What to Do Right after Workplace Injuries
The first thing you want to do is inform your employer. As part of the workers’ compensation procedure, you must report the injury to the employer within the first 30 days. If you don’t report it, you won’t be entitled to workers’ compensation later. If your injury is work-related but is worsening gradually, you need to report it to your employer within 30 days of discovering the injury.
After reporting workplace accidents, you must apply for the claim. You do this by filling out the Employee’s Claim for Compensation for a Work-Related Injury or Occupation Disease, also called DWC Form-041. After completing it, you have to send it to the Texas Department of Insurance Division of Workers’ Compensation, TDI-DWC. If you don’t send this claim within a year after the date of the injury, you will lose your right to workers’ compensation.
What Benefits Are Workers Entitled to after Workplace Injuries?
If the workers’ compensation claim is approved, you will be entitled to compensation for all your injury-related medical bills. You may also receive a portion of your wages for as long as the injury prevents you from working. This amount is based on your past wages as well as if you are unable to work again.
In Texas, the income benefits are divided into four different categories.
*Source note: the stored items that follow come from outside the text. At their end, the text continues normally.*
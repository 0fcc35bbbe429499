//! Webhook ingestion pipeline
//!
//! An inbound event passes rate-limit admission and signature verification,
//! then claims its `(tenant, idempotency key)` in the store before any side
//! effect runs. Duplicates are acknowledged without re-executing.
//!
//! # Example
//!
//! ```rust,no_run
//! use hookgate_database::{connect_in_memory, run_migrations, SqliteIdempotencyStore};
//! use hookgate_ingest::{
//!     AcceptingProcessor, IdempotencyGate, IngestRequest, Orchestrator, SignatureVerifier,
//! };
//! use hookgate_resilience::RateLimiter;
//! use std::sync::Arc;
//! use std::time::Duration;
//!
//! # async fn run() -> Result<(), Box<dyn std::error::Error>> {
//! let pool = connect_in_memory().await?;
//! run_migrations(&pool).await?;
//!
//! let orchestrator = Orchestrator::new(
//!     RateLimiter::new(100, Duration::from_secs(60)),
//!     SignatureVerifier::new().with_source("github", "0123456789abcdef0123456789abcdef"),
//!     IdempotencyGate::new(Arc::new(SqliteIdempotencyStore::new(pool))),
//!     Arc::new(AcceptingProcessor),
//! );
//!
//! let response = orchestrator
//!     .handle(IngestRequest {
//!         source: "github".to_string(),
//!         ..Default::default()
//!     })
//!     .await;
//! println!("{}", response.status_code());
//! # Ok(())
//! # }
//! ```

pub mod dedup_cache;
pub mod error;
pub mod gate;
pub mod idempotency;
pub mod observer;
pub mod orchestrator;
pub mod processor;
pub mod signature;

pub use dedup_cache::DedupCache;
pub use error::{retry_after_secs, IngestError, IngestResult};
pub use gate::{ClaimOutcome, IdempotencyGate};
pub use idempotency::{canonical_json, derive_key, generate_key, DERIVED_KEY_PREFIX};
pub use observer::{IngestObserver, IngestOutcome, NoopIngestObserver, UNAUTHENTICATED_LABEL};
pub use orchestrator::{
    ClaimFailurePolicy, IngestRequest, IngestResponse, IngestStatus, Orchestrator,
    OrchestratorConfig, RateLimitInfo,
};
pub use processor::{
    AcceptingProcessor, EventProcessor, ForwardingProcessor, IngestEvent, ProcessError,
};
pub use signature::{sign, SignatureError, SignatureVerifier};
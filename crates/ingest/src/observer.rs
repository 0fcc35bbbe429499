//! Observer port for ingestion metrics
//!
//! The orchestrator reports through this trait instead of touching a metrics
//! backend, so it can be driven in tests without one.

use std::time::Duration;

/// Tenant and source label for requests rejected before authentication
///
/// Those values come straight from the caller, so they are never used as
/// metric labels.
pub const UNAUTHENTICATED_LABEL: &str = "unauthenticated";

/// Final classification of one inbound request
#[derive(Debug, Clone, Copy, PartialEq, Eq, Hash)]
pub enum IngestOutcome {
    Accepted,
    Duplicate,
    RateLimited,
    Unauthorized,
    Invalid,
    Failed,
}

impl IngestOutcome {
    /// Label value used by metrics
    pub fn as_str(&self) -> &'static str {
        match self {
            Self::Accepted => "accepted",
            Self::Duplicate => "duplicate",
            Self::RateLimited => "rate_limited",
            Self::Unauthorized => "unauthorized",
            Self::Invalid => "invalid",
            Self::Failed => "failed",
        }
    }

    /// Whether the request was rejected before its signature was accepted
    pub fn is_unauthenticated(&self) -> bool {
        matches!(self, Self::RateLimited | Self::Unauthorized)
    }
}

/// Receives ingestion events
pub trait IngestObserver: Send + Sync {
    /// Called once per request with its final outcome
    ///
    /// Both labels are [`UNAUTHENTICATED_LABEL`] when the outcome
    /// [`is_unauthenticated`](IngestOutcome::is_unauthenticated).
    fn record_outcome(&self, tenant_id: &str, source: &str, outcome: IngestOutcome);

    /// Called when a request is recognised as a duplicate
    fn record_duplicate(&self, tenant_id: &str, source: &str);

    /// Called for every authenticated request, whatever the outcome
    fn observe_latency(&self, tenant_id: &str, source: &str, elapsed: Duration);
}

/// Observer that ignores every event
#[derive(Debug, Default, Clone, Copy)]
pub struct NoopIngestObserver;

impl IngestObserver for NoopIngestObserver {
    fn record_outcome(&self, _: &str, _: &str, _: IngestOutcome) {}

    fn record_duplicate(&self, _: &str, _: &str) {}

    fn observe_latency(&self, _: &str, _: &str, _: Duration) {}
}
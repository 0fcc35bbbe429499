// crates/network/src/lib.rs
//! Outbound HTTP with circuit breaking and retries

mod client;
mod error;

pub use client::{Client, ClientConfig};
pub use error::{NetworkError, NetworkResult};

#[cfg(test)]
mod tests {
    use super::*;

    #[test]
    fn test_all_exports_accessible() {
        let client = Client::new().expect("Failed to create client");
        let _: Client = client.clone();
        let _: NetworkResult<()> = Err(NetworkError::Timeout);
    }
}
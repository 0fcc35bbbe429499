//! Error types and recovery strategies for hookgate
//!
//! Errors are classified into three severity tiers:
//! - **Recoverable**: the caller may retry later (store busy, downstream timeout)
//! - **Degraded**: one request or feature fails, the service keeps running
//! - **Fatal**: the process cannot serve correctly (corrupted store, failed migration)
//!
//! Each error carries a recovery action so callers can decide between retrying,
//! surfacing a hard failure, or stopping.

use std::fmt;
use std::io;
use thiserror::Error;

/// Recovery actions that can be taken when an error occurs
#[derive(Debug, Clone, Copy, PartialEq, Eq)]
pub enum RecoveryAction {
    /// Retry the operation immediately (e.g., a dropped connection)
    RetryImmediate,
    /// Retry with backoff (e.g., store locked, dependency unavailable)
    RetryWithBackoff,
    /// Reconcile out-of-band (e.g., a claimed operation failed downstream)
    Reconcile,
    /// Repair or restore the persistent store
    RepairDatabase,
    /// Perform a safe shutdown and require an operator restart
    SafeShutdown,
    /// No automatic recovery - operator or caller intervention required
    UserIntervention,
}

impl fmt::Display for RecoveryAction {
    fn fmt(&self, f: &mut fmt::Formatter<'_>) -> fmt::Result {
        match self {
            Self::RetryImmediate => write!(f, "Retrying immediately"),
            Self::RetryWithBackoff => write!(f, "Retrying with backoff"),
            Self::Reconcile => write!(f, "Reconciliation required"),
            Self::RepairDatabase => write!(f, "Repairing database"),
            Self::SafeShutdown => write!(f, "Performing safe shutdown"),
            Self::UserIntervention => write!(f, "User intervention required"),
        }
    }
}

/// Error severity classification
#[derive(Debug, Clone, Copy, PartialEq, Eq, PartialOrd, Ord)]
pub enum ErrorSeverity {
    /// Error can be automatically recovered from
    Recoverable,
    /// Request or feature degraded but the service continues
    Degraded,
    /// Critical error requiring restart or operator action
    Fatal,
}

impl fmt::Display for ErrorSeverity {
    fn fmt(&self, f: &mut fmt::Formatter<'_>) -> fmt::Result {
        match self {
            Self::Recoverable => write!(f, "Recoverable"),
            Self::Degraded => write!(f, "Degraded"),
            Self::Fatal => write!(f, "Fatal"),
        }
    }
}

/// Main error type shared by the hookgate crates
#[derive(Error, Debug)]
pub enum AppError {
    // ===== Persistence Errors =====
    /// Database operation failed
    #[error("Database error: {message}")]
    DatabaseError {
        message: String,
        #[source]
        source: Option<Box<dyn std::error::Error + Send + Sync>>,
    },

    /// Database is locked or busy
    #[error("Database locked: {operation}")]
    DatabaseLocked { operation: String },

    /// Database is corrupted and needs repair
    #[error("Database corrupted: {details}")]
    DatabaseCorrupted { details: String },

    /// Database migration failed
    #[error("Migration failed: {version} - {reason}")]
    MigrationFailed { version: String, reason: String },

    /// Store did not answer within the allotted time
    #[error("Store unavailable: {operation} did not complete within {millis}ms")]
    StoreTimeout { operation: String, millis: u64 },

    // ===== Downstream Errors =====
    /// Outbound dependency failed
    #[error("Downstream error ({service}): {message}")]
    DownstreamError { service: String, message: String },

    /// Operation claimed its idempotency slot but failed afterwards
    #[error("Processing failed after claim for key {key}: {reason}")]
    ClaimedButFailed { key: String, reason: String },

    // ===== Configuration Errors =====
    /// Invalid configuration
    #[error("Invalid configuration: {setting} = '{value}' ({reason})")]
    InvalidConfiguration {
        setting: String,
        value: String,
        reason: String,
    },

    // ===== I/O Errors =====
    /// General I/O error
    #[error("I/O error: {message}")]
    IoError {
        message: String,
        #[source]
        source: io::Error,
    },

    // ===== Generic Errors =====
    /// Generic internal error
    #[error("Internal error: {message}")]
    InternalError { message: String },

    /// Invalid argument provided
    #[error("Invalid argument: {argument} - {reason}")]
    InvalidArgument { argument: String, reason: String },
}

impl AppError {
    /// Returns the severity level of this error
    pub fn severity(&self) -> ErrorSeverity {
        match self {
            Self::DatabaseLocked { .. }
            | Self::StoreTimeout { .. }
            | Self::DownstreamError { .. } => ErrorSeverity::Recoverable,

            Self::DatabaseCorrupted { .. } | Self::MigrationFailed { .. } => ErrorSeverity::Fatal,

            _ => ErrorSeverity::Degraded,
        }
    }

    /// Returns the recommended recovery action for this error
    pub fn recovery_action(&self) -> RecoveryAction {
        match self {
            Self::StoreTimeout { .. } => RecoveryAction::RetryImmediate,

            Self::DatabaseLocked { .. } | Self::DownstreamError { .. } => {
                RecoveryAction::RetryWithBackoff
            }

            Self::ClaimedButFailed { .. } => RecoveryAction::Reconcile,

            Self::DatabaseCorrupted { .. } => RecoveryAction::RepairDatabase,

            Self::MigrationFailed { .. } => RecoveryAction::SafeShutdown,

            _ => RecoveryAction::UserIntervention,
        }
    }

    /// Returns a message that is safe to hand to an external client
    ///
    /// Never includes raw persistence errors or downstream response bodies.
    pub fn user_message(&self) -> String {
        match self {
            Self::DatabaseError { .. }
            | Self::DatabaseLocked { .. }
            | Self::StoreTimeout { .. } => {
                "The event store is temporarily unavailable. Please retry later.".to_string()
            }
            Self::DatabaseCorrupted { .. } | Self::MigrationFailed { .. } => {
                "The service is not able to accept events right now.".to_string()
            }
            Self::DownstreamError { .. } => {
                "A downstream dependency failed. Please retry later.".to_string()
            }
            Self::ClaimedButFailed { .. } => {
                "The event was received but could not be processed.".to_string()
            }
            Self::InvalidConfiguration { setting, .. } => {
                format!("Invalid setting: {}. Please check your configuration.", setting)
            }
            Self::IoError { .. } | Self::InternalError { .. } => {
                "An unexpected error occurred.".to_string()
            }
            Self::InvalidArgument { argument, .. } => format!("Invalid input: {}", argument),
        }
    }

    /// Returns true if this error should be logged at ERROR level
    pub fn is_critical(&self) -> bool {
        self.severity() == ErrorSeverity::Fatal
    }

    /// Returns true if this error can be automatically retried
    pub fn is_retryable(&self) -> bool {
        matches!(
            self.recovery_action(),
            RecoveryAction::RetryImmediate | RecoveryAction::RetryWithBackoff
        )
    }

    /// Helper to create a database error from any error type
    pub fn database<E: std::error::Error + Send + Sync + 'static>(
        message: impl Into<String>,
        source: E,
    ) -> Self {
        Self::DatabaseError {
            message: message.into(),
            source: Some(Box::new(source)),
        }
    }

    /// Helper to create a downstream error
    pub fn downstream(service: impl Into<String>, message: impl Into<String>) -> Self {
        Self::DownstreamError {
            service: service.into(),
            message: message.into(),
        }
    }

    /// Helper to create an internal error
    pub fn internal(message: impl Into<String>) -> Self {
        Self::InternalError {
            message: message.into(),
        }
    }
}

/// Convenience type alias for Results using AppError
pub type Result<T> = std::result::Result<T, AppError>;

impl From<io::Error> for AppError {
    fn from(err: io::Error) -> Self {
        Self::IoError {
            message: err.to_string(),
            source: err,
        }
    }
}

#[cfg(test)]
mod tests {
    use super::*;
    use std::error::Error;

    #[test]
    fn test_recovery_action_display() {
        assert_eq!(
            RecoveryAction::RetryImmediate.to_string(),
            "Retrying immediately"
        );
        assert_eq!(
            RecoveryAction::RetryWithBackoff.to_string(),
            "Retrying with backoff"
        );
        assert_eq!(
            RecoveryAction::Reconcile.to_string(),
            "Reconciliation required"
        );
        assert_eq!(
            RecoveryAction::SafeShutdown.to_string(),
            "Performing safe shutdown"
        );
    }

    #[test]
    fn test_error_severity_ordering() {
        assert!(ErrorSeverity::Recoverable < ErrorSeverity::Degraded);
        assert!(ErrorSeverity::Degraded < ErrorSeverity::Fatal);
    }

    #[test]
    fn test_store_timeout_is_retryable() {
        let err = AppError::StoreTimeout {
            operation: "ping".to_string(),
            millis: 5000,
        };
        assert_eq!(err.severity(), ErrorSeverity::Recoverable);
        assert_eq!(err.recovery_action(), RecoveryAction::RetryImmediate);
        assert!(err.is_retryable());
        assert!(!err.is_critical());
    }

    #[test]
    fn test_database_corrupted_is_fatal() {
        let err = AppError::DatabaseCorrupted {
            details: "Invalid header".to_string(),
        };
        assert_eq!(err.severity(), ErrorSeverity::Fatal);
        assert_eq!(err.recovery_action(), RecoveryAction::RepairDatabase);
        assert!(!err.is_retryable());
        assert!(err.is_critical());
    }

    #[test]
    fn test_claimed_but_failed_needs_reconciliation() {
        let err = AppError::ClaimedButFailed {
            key: "k".to_string(),
            reason: "downstream 500".to_string(),
        };
        assert_eq!(err.recovery_action(), RecoveryAction::Reconcile);
        assert!(!err.is_retryable());
    }

    #[test]
    fn test_user_message_hides_internal_detail() {
        let inner = io::Error::new(io::ErrorKind::Other, "SQLITE_BUSY: database is locked");
        let err = AppError::database("insert idempotency record", inner);
        let msg = err.user_message();
        assert!(!msg.contains("SQLITE"));
        assert!(msg.contains("store"));
    }

    #[test]
    fn test_database_helper_keeps_source() {
        let inner = io::Error::new(io::ErrorKind::Other, "disk I/O error");
        let err = AppError::database("Query failed", inner);

        assert!(matches!(err, AppError::DatabaseError { .. }));
        assert!(err.source().is_some());
    }

    #[test]
    fn test_from_io_error() {
        let io_err = io::Error::new(io::ErrorKind::Other, "Unknown error");
        let app_err: AppError = io_err.into();

        assert!(matches!(app_err, AppError::IoError { .. }));
    }

    #[test]
    fn test_downstream_display() {
        let err = AppError::downstream("forwarder", "HTTP 503");
        let display = err.to_string();
        assert!(display.contains("forwarder"));
        assert!(display.contains("503"));
    }
}
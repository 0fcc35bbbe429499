//! Common value types shared across the ingestion crates

use serde::{Deserialize, Serialize};
use std::fmt;

/// Timestamp in milliseconds since Unix epoch
#[derive(Debug, Clone, Copy, PartialEq, Eq, PartialOrd, Ord, Hash, Serialize, Deserialize)]
pub struct Timestamp(i64);

impl Timestamp {
    /// Creates a timestamp for the current moment
    ///
    /// If system time is somehow before UNIX_EPOCH, falls back to timestamp 0
    /// instead of panicking.
    pub fn now() -> Self {
        Self(
            std::time::SystemTime::now()
                .duration_since(std::time::UNIX_EPOCH)
                .unwrap_or_else(|_| std::time::Duration::from_secs(0))
                .as_millis() as i64,
        )
    }

    /// Creates a timestamp from milliseconds since Unix epoch
    pub fn from_millis(millis: i64) -> Self {
        Self(millis)
    }

    /// Returns the timestamp as milliseconds since Unix epoch
    pub fn as_millis(&self) -> i64 {
        self.0
    }

    /// Returns the timestamp as seconds since Unix epoch
    pub fn as_seconds(&self) -> i64 {
        self.0 / 1000
    }

    /// Returns the timestamp shifted back by `duration`, saturating at zero
    pub fn saturating_sub(&self, duration: std::time::Duration) -> Self {
        let millis = i64::try_from(duration.as_millis()).unwrap_or(i64::MAX);
        Self(self.0.saturating_sub(millis).max(0))
    }
}

impl fmt::Display for Timestamp {
    fn fmt(&self, f: &mut fmt::Formatter<'_>) -> fmt::Result {
        write!(f, "{}", self.0)
    }
}

/// Tenant identifier scoping idempotency keys and rate-limit windows
#[derive(Debug, Clone, PartialEq, Eq, PartialOrd, Ord, Hash, Serialize, Deserialize)]
pub struct TenantId(String);

impl TenantId {
    /// Tenant used when a request carries no tenant header
    pub const ANONYMOUS: &'static str = "anonymous";

    /// Creates a tenant id, falling back to `default` when `raw` is empty or blank
    pub fn resolve(raw: Option<&str>, default: &str) -> Self {
        match raw.map(str::trim) {
            Some(value) if !value.is_empty() => Self(value.to_string()),
            _ => Self(default.to_string()),
        }
    }

    /// The anonymous tenant
    pub fn anonymous() -> Self {
        Self(Self::ANONYMOUS.to_string())
    }

    /// Returns the tenant id as a string slice
    pub fn as_str(&self) -> &str {
        &self.0
    }
}

impl fmt::Display for TenantId {
    fn fmt(&self, f: &mut fmt::Formatter<'_>) -> fmt::Result {
        f.write_str(&self.0)
    }
}

impl From<&str> for TenantId {
    fn from(value: &str) -> Self {
        Self(value.to_string())
    }
}
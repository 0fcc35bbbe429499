//! Prometheus metrics for hookgate
//!
//! All collectors live in one owned [`Registry`] so several servers (or tests)
//! can run in the same process without clashing.

use hookgate_ingest::{IngestObserver, IngestOutcome};
use hookgate_resilience::{CircuitObserver, CircuitState, RetryLabels, RetryObserver};
use prometheus::{
    CounterVec, Encoder, HistogramOpts, HistogramVec, IntGauge, IntGaugeVec, Opts, Registry,
    TextEncoder,
};
use std::time::Duration;

/// Content type of the text exposition format
pub const CONTENT_TYPE: &str = "text/plain; version=0.0.4; charset=utf-8";

const HTTP_BUCKETS: &[f64] = &[0.01, 0.05, 0.1, 0.5, 1.0, 2.0, 5.0];
const INGEST_BUCKETS: &[f64] = &[0.001, 0.005, 0.01, 0.05, 0.1, 0.5, 1.0, 5.0];

/// All hookgate metrics
pub struct Metrics {
    registry: Registry,

    /// Requests served (by method, route, status_code)
    pub http_requests: CounterVec,

    /// Request duration (by method, route, status_code)
    pub http_request_duration: HistogramVec,

    /// Time from authentication to response (by tenant_id, source)
    pub ingest_latency: HistogramVec,

    /// Final outcome of every ingest request (by tenant, source, outcome)
    pub ingest_requests: CounterVec,

    /// Duplicate deliveries (by tenant, source)
    pub ingest_dedup: CounterVec,

    /// Failed downstream attempts (by tenant, service)
    pub retry_attempts: CounterVec,

    /// Requests currently in flight
    pub active_connections: IntGauge,

    /// 1 while a breaker is open (by service)
    pub circuit_breaker_open: IntGaugeVec,

    /// 1 when the last store ping succeeded
    pub db_connection_status: IntGauge,
}

impl Metrics {
    /// Creates and registers every collector
    pub fn new() -> Result<Self, prometheus::Error> {
        let registry = Registry::new();

        let http_requests = CounterVec::new(
            Opts::new("http_requests_total", "Total number of HTTP requests"),
            &["method", "route", "status_code"],
        )?;
        let http_request_duration = HistogramVec::new(
            HistogramOpts::new(
                "http_request_duration_seconds",
                "Duration of HTTP requests in seconds",
            )
            .buckets(HTTP_BUCKETS.to_vec()),
            &["method", "route", "status_code"],
        )?;
        let ingest_latency = HistogramVec::new(
            HistogramOpts::new("ingest_latency_seconds", "Ingest processing latency")
                .buckets(INGEST_BUCKETS.to_vec()),
            &["tenant_id", "source"],
        )?;
        let ingest_requests = CounterVec::new(
            Opts::new("ingest_requests_total", "Ingest requests by outcome"),
            &["tenant", "source", "outcome"],
        )?;
        let ingest_dedup = CounterVec::new(
            Opts::new("ingest_dedup_total", "Duplicate ingest deliveries"),
            &["tenant", "source"],
        )?;
        let retry_attempts = CounterVec::new(
            Opts::new("retry_attempts_total", "Failed attempts of retried calls"),
            &["tenant", "service"],
        )?;
        let active_connections =
            IntGauge::new("active_connections", "Number of active connections")?;
        let circuit_breaker_open = IntGaugeVec::new(
            Opts::new("circuit_breaker_open", "Circuit breaker open (1) or not (0)"),
            &["service"],
        )?;
        let db_connection_status = IntGauge::new(
            "db_connection_status",
            "Database connection status (1 for connected, 0 for disconnected)",
        )?;

        registry.register(Box::new(http_requests.clone()))?;
        registry.register(Box::new(http_request_duration.clone()))?;
        registry.register(Box::new(ingest_latency.clone()))?;
        registry.register(Box::new(ingest_requests.clone()))?;
        registry.register(Box::new(ingest_dedup.clone()))?;
        registry.register(Box::new(retry_attempts.clone()))?;
        registry.register(Box::new(active_connections.clone()))?;
        registry.register(Box::new(circuit_breaker_open.clone()))?;
        registry.register(Box::new(db_connection_status.clone()))?;

        Ok(Self {
            registry,
            http_requests,
            http_request_duration,
            ingest_latency,
            ingest_requests,
            ingest_dedup,
            retry_attempts,
            active_connections,
            circuit_breaker_open,
            db_connection_status,
        })
    }

    /// Record one served HTTP request
    pub fn record_http(&self, method: &str, route: &str, status: u16, elapsed: Duration) {
        let status = status.to_string();
        let labels = [method, route, status.as_str()];
        self.http_requests.with_label_values(&labels).inc();
        self.http_request_duration
            .with_label_values(&labels)
            .observe(elapsed.as_secs_f64());
    }

    pub fn set_circuit_open(&self, service: &str, open: bool) {
        self.circuit_breaker_open
            .with_label_values(&[service])
            .set(i64::from(open));
    }

    pub fn set_db_connected(&self, connected: bool) {
        self.db_connection_status.set(i64::from(connected));
    }

    /// Encodes every metric in Prometheus text format
    pub fn render(&self) -> Result<String, prometheus::Error> {
        let mut buffer = Vec::new();
        TextEncoder::new().encode(&self.registry.gather(), &mut buffer)?;
        String::from_utf8(buffer).map_err(|e| prometheus::Error::Msg(e.to_string()))
    }
}

impl IngestObserver for Metrics {
    fn record_outcome(&self, tenant_id: &str, source: &str, outcome: IngestOutcome) {
        self.ingest_requests
            .with_label_values(&[tenant_id, source, outcome.as_str()])
            .inc();
    }

    fn record_duplicate(&self, tenant_id: &str, source: &str) {
        self.ingest_dedup
            .with_label_values(&[tenant_id, source])
            .inc();
    }

    fn observe_latency(&self, tenant_id: &str, source: &str, elapsed: Duration) {
        self.ingest_latency
            .with_label_values(&[tenant_id, source])
            .observe(elapsed.as_secs_f64());
    }
}

impl RetryObserver for Metrics {
    fn on_failed_attempt(&self, labels: &RetryLabels, attempt: usize, next_delay: Option<Duration>) {
        log::trace!(
            "retry attempt {} failed tenant={} service={} next_delay={:?}",
            attempt,
            labels.tenant,
            labels.service,
            next_delay
        );
        self.retry_attempts
            .with_label_values(&[labels.tenant.as_str(), labels.service.as_str()])
            .inc();
    }
}

impl CircuitObserver for Metrics {
    fn on_transition(&self, breaker: &str, from: CircuitState, to: CircuitState) {
        log::debug!(
            "circuit {} moved {} -> {}",
            breaker,
            from.as_str(),
            to.as_str()
        );
        self.set_circuit_open(breaker, to == CircuitState::Open);
    }
}
//! hookgate HTTP server
//!
//! The axum surface over the ingest pipeline, plus metrics, health checks
//! and the periodic maintenance sweeper. The `hookgate` binary wraps this
//! crate in a CLI.

pub mod metrics;
pub mod middleware;
pub mod routes;
pub mod state;
pub mod sweeper;

pub use metrics::Metrics;
pub use routes::router;
pub use state::{AppState, Services};
pub use sweeper::{SweepReport, Sweeper};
- Temporary Income Benefits
- Impairment Income Benefits
- Supplemental Income Benefits
- Life time Income Benefits
Temporary Income Benefits: If your workplace injury causes you to lose part of your wages or all of your wages for more than seven days, you are entitled to apply for temporary income benefits. These benefits are calculated using the difference between your average wages before the injury and the wages you are earning after the injury. Seventy percent of that difference is what you will receive in temporary income benefits.
Impairment Income Benefits: These types of benefits are only available to people who were permanently impaired by workplace accidents. If the individual has reached Maximum Medical Improvement, the point when continued medical treatment will not improve the condition any more, and is still unable to work, then he will start receiving impairment income benefits. These benefits will equal 70% of the individual’s average weekly wage.
Supplemental Income Benefits: These are monthly income benefits that injured workers can apply to quarterly. There is specific eligibility for supplemental income benefits, so you should contact a workers’ compensation lawyer to see if you qualify. These are calculated by taking 80% of the difference between your wages before and after the injury and then providing 80% of that new sum.
Lifetime Income Benefits: These benefits are only available to individuals who suffer the most serious workplace injuries such as:
- Permanent Blindness
- Loss of Both Feet
- Loss of Both Hands
- Paralysis of Both Arms or Both Legs
- Physically Traumatic Injury to the Brain
If you are entitled to lifetime income benefits, you will receive 75% of your average weekly wage with a 3% increase each year. You will receive these payments for the rest of your life.